La vente, l’usage et la détention des insecticides devraient être interdits pour les jardiniers amateurs depuis 2018.

Depuis 2018, les particuliers ne peuvent plus acheter, utiliser et stocker de pesticides pour jardiner et désherber. En théorie. Car d'après une enquête menée par Reporterre, les autorités auraient discrètement abandonnée la mesure au profit de rayons de jardineries, supermarchés et magasins de bricolage qui continuent de proposer ces produits parfois dangereux pour la santé et les écosystèmes.

Des produits toxiques en libre-service

Parmi les insecticides et biocides encore disponibles, se trouvent des produits contre les petits rongeurs, les guêpes, les mouches, les fourmis, les moustiques, etc. Selon l'enquête, « une large part de ces produits, trop risqués pour la santé ou pour l’environnement, ne devrait plus être en accès libre. »

Le problème lié à cette loi votée en 2018 ? Depuis sept ans, les différents gouvernements n'ont jamais pris l'arrêt qui définit la liste exacte des produits concernés, rendant la mesure inutile. Elle aurait même été abandonnée, et ce dans des « conditions pour le moins opaques », au risque de laisser les Français faire un « usage inconsidéré » de nombre de produits, en étant « trop peu informés sur leur toxicité », selon les experts.

Les intentions gouvernementales sont pourtant louables au départ : « protéger efficacement nos citoyens et en particulier les populations sensibles. » Un amendement à la loi Egalim (Équilibre des relations commerciales dans le secteur agricole et alimentaire) est adopté en 2018 pour mieux encadrer les produits destinés à combattre les organismes jugés nuisibles.

Alors pourquoi un tel recul ? Le gouvernement demande à l'Anses de déterminer quels produits devraient être enlevés des rayons.
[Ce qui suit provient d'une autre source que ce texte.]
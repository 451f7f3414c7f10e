//! Application Layer

pub mod anchoring;
pub mod config;
pub mod forwarder;
pub mod query;
pub mod record;

pub use anchoring::{AnchorUseCase, BacklogReport};
pub use config::{AnchorConfig, AuditConfig};
pub use forwarder::{run_forwarder, spawn_forwarder};
pub use query::{AuditQueryUseCase, IntegrityReport};
pub use record::RecordLogUseCase;
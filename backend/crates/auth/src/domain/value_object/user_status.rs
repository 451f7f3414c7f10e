//! User Status
//!
//! `Active` → `PendingDeletion` (user confirmed account deletion, grace
//! period running) → `Active` again on cancel, or purged once the scheduled
//! date passes. `Disabled` is set by administrators and blocks sign in.

use serde::{Deserialize, Serialize};
use std::fmt;

#[derive(Debug, Clone, Copy, PartialEq, Eq, Default, Serialize, Deserialize)]
#[serde(rename_all = "snake_case")]
#[repr(i16)]
pub enum UserStatus {
    #[default]
    Active = 0,
    Disabled = 1,
    PendingDeletion = 2,
}

impl UserStatus {
    #[inline]
    pub const fn id(&self) -> i16 {
        *self as i16
    }

    #[inline]
    pub const fn code(&self) -> &'static str {
        match self {
            Self::Active => "active",
            Self::Disabled => "disabled",
            Self::PendingDeletion => "pending_deletion",
        }
    }

    /// Accounts awaiting deletion can still sign in to cancel it
    #[inline]
    pub const fn can_login(&self) -> bool {
        matches!(self, Self::Active | Self::PendingDeletion)
    }

    #[inline]
    pub fn from_id(id: i16) -> Option<Self> {
        match id {
            0 => Some(Self::Active),
            1 => Some(Self::Disabled),
            2 => Some(Self::PendingDeletion),
            _ => None,
        }
    }
}

impl fmt::Display for UserStatus {
    fn fmt(&self, f: &mut fmt::Formatter<'_>) -> fmt::Result {
        f.write_str(self.code())
    }
}
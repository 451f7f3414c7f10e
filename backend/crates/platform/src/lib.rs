//! Platform Crate - Technical Infrastructure
//!
//! Shared technical foundations used by every service crate:
//! - Cryptographic utilities (SHA-256, HMAC, random tokens)
//! - Password hashing (Argon2id)
//! - Cookie and client-address helpers
//! - Request body validation (`ValidatedJson`)
//! - Service-to-service API key middleware
//! - Lightweight actor context from `x-user-*` headers
//! - Outbound email
//! - Audit event emission
//! - Environment helpers

pub mod actor;
pub mod audit_events;
pub mod client;
pub mod cookie;
pub mod crypto;
pub mod env;
pub mod mailer;
pub mod password;
pub mod service_auth;
pub mod validation;
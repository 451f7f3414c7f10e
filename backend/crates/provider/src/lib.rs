//! Provider Backend Module
//!
//! Directory of local service providers and their appointments.
//!
//! - Categories (admin) and service areas (admin, LGU staff) are reference
//!   data
//! - A provider account registers one profile; it is listed once staff
//!   approve it
//! - Customers request appointments; the provider confirms or declines and
//!   later completes them, and either party may cancel
//! - A provider never holds two confirmed appointments that overlap

pub mod application;
pub mod domain;
pub mod error;
pub mod infra;
pub mod presentation;

mod tests;

pub use application::ProviderConfig;
pub use domain::{ProviderRepository, ProviderStore};
pub use error::{ProviderError, ProviderResult};
pub use infra::PgProviderRepository;
pub use presentation::{ProviderAppState, provider_router, provider_routes};
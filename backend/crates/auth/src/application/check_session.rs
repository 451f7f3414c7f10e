//! Check Session Use Case
//!
//! Resolves a cookie token to its session and user.

use std::sync::Arc;

use chrono::Utc;

use crate::application::config::AuthConfig;
use crate::application::session_token;
use crate::domain::entity::{auth_session::AuthSession, user::User};
use crate::domain::repository::{AuthSessionRepository, UserRepository};
use crate::error::{AuthError, AuthResult};

pub struct CheckSessionUseCase<U, S>
where
    U: UserRepository,
    S: AuthSessionRepository,
{
    user_repo: Arc<U>,
    session_repo: Arc<S>,
    config: Arc<AuthConfig>,
}

impl<U, S> CheckSessionUseCase<U, S>
where
    U: UserRepository,
    S: AuthSessionRepository,
{
    pub fn new(user_repo: Arc<U>, session_repo: Arc<S>, config: Arc<AuthConfig>) -> Self {
        Self {
            user_repo,
            session_repo,
            config,
        }
    }

    /// Valid session and its (still active) user
    pub async fn authenticate(
        &self,
        token: &str,
        fingerprint_hash: &[u8],
    ) -> AuthResult<(AuthSession, User)> {
        let session_id = session_token::verify(&self.config.session_secret, token)?;

        let mut session = self
            .session_repo
            .find_session(session_id, fingerprint_hash)
            .await?
            .ok_or(AuthError::SessionInvalid)?;

        let now = Utc::now();
        if session.is_expired_at(now) {
            self.session_repo.delete_session(session_id).await?;
            return Err(AuthError::SessionInvalid);
        }

        let user = self
            .user_repo
            .find_user_by_id(&session.user_id)
            .await?
            .ok_or(AuthError::SessionInvalid)?;
        if !user.can_login() {
            self.session_repo.delete_session(session_id).await?;
            return Err(AuthError::SessionInvalid);
        }

        session.touch(now, self.config.session_ttl(true));
        self.session_repo.update_session(&session).await?;

        Ok((session, user))
    }
}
En 2022, après avoir passé en revue les principales substances actives, l’agence se prononce pour une interdiction très large, notamment l’essentiel des rodonticides et des insecticides.

Après cet avis, rien n'est mis en place. Les autorités ont renoncé à appliquer l’interdiction de vente en libre-service. Contacté par Reporterre, le ministère de la Transition écologique dévoile avoir mené une concertation avec fabricants et distributeurs : « Cette concertation a mis en évidence des obstacles, notamment quant aux dispositions pratiques de mise en œuvre, qui n’ont pu être levés. »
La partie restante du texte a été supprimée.